They are of the view that if there are no contrary views
apart from that of the Committee, the Premier does not have a reason
not
to believe or to rely on the information that is placed before
him/her, in order to decide whether to recognize an individual is
a
traditional leader or not.
[35]
It is also the
Respondents’ contention that the Premier cannot act outside both
the Framework Act and Mpumalanga Act.

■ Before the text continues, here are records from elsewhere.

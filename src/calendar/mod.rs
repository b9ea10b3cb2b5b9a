//! Calendar date arithmetic: month grids, day-equality and date formatting.

pub mod format;
pub mod grid;

pub use format::{DayKey, format_day_heading, format_long, format_month_title, is_same_day};
pub use grid::{
    DAYS_PER_WEEK, GRID_CELLS, GridDay, MonthCursor, MonthView, build_month_grid,
    first_of_month, first_weekday_offset, normalize_month,
};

Respondent
contends that both
these Acts provide that a traditional community should have
recognized the Royal Family or Inner Royal Family
and should have
also identified the Traditional leader of that Traditional committee
and it is only then that the Premier can issue
a certificate of
recognition to whoever has been identified by the Royal Family or the
Inner Royal Family as the Traditional Leader.
[36]
Respondents are of the
view that in the case of the Applicants’ situation, there is no
recognized traditional community, therefore,
the Premier cannot issue
a recognition certificate to the traditional leader as there is no
recognized traditional community.
[37]
The fundamental
questions to be asked in this matter before the court, are amongst
others as follows -
(i) Whether are there any legal bases for reviewing and
setting aside the recommendations of the second Respondent (CTLDC)
and the
decision of the First Respondent (The Premier: Mpumalanga
Province) relating to:
(a) The existence and formal recognition of the Bakgatla
Ba Mocha Phopolo Traditional Community (of Mmametlhake).
(b)The position of the Applicant, Amos Phopola Maloka
III as its Senior Traditional Leader.
(ii) Whether has the First Respondent (the Premier’s)
decision not to grant formal recognition to the Bakgatla ba Mocha ba
Phopolo
Traditional Community within the confines of the law
regulating the institution of Traditional Community or Leaders?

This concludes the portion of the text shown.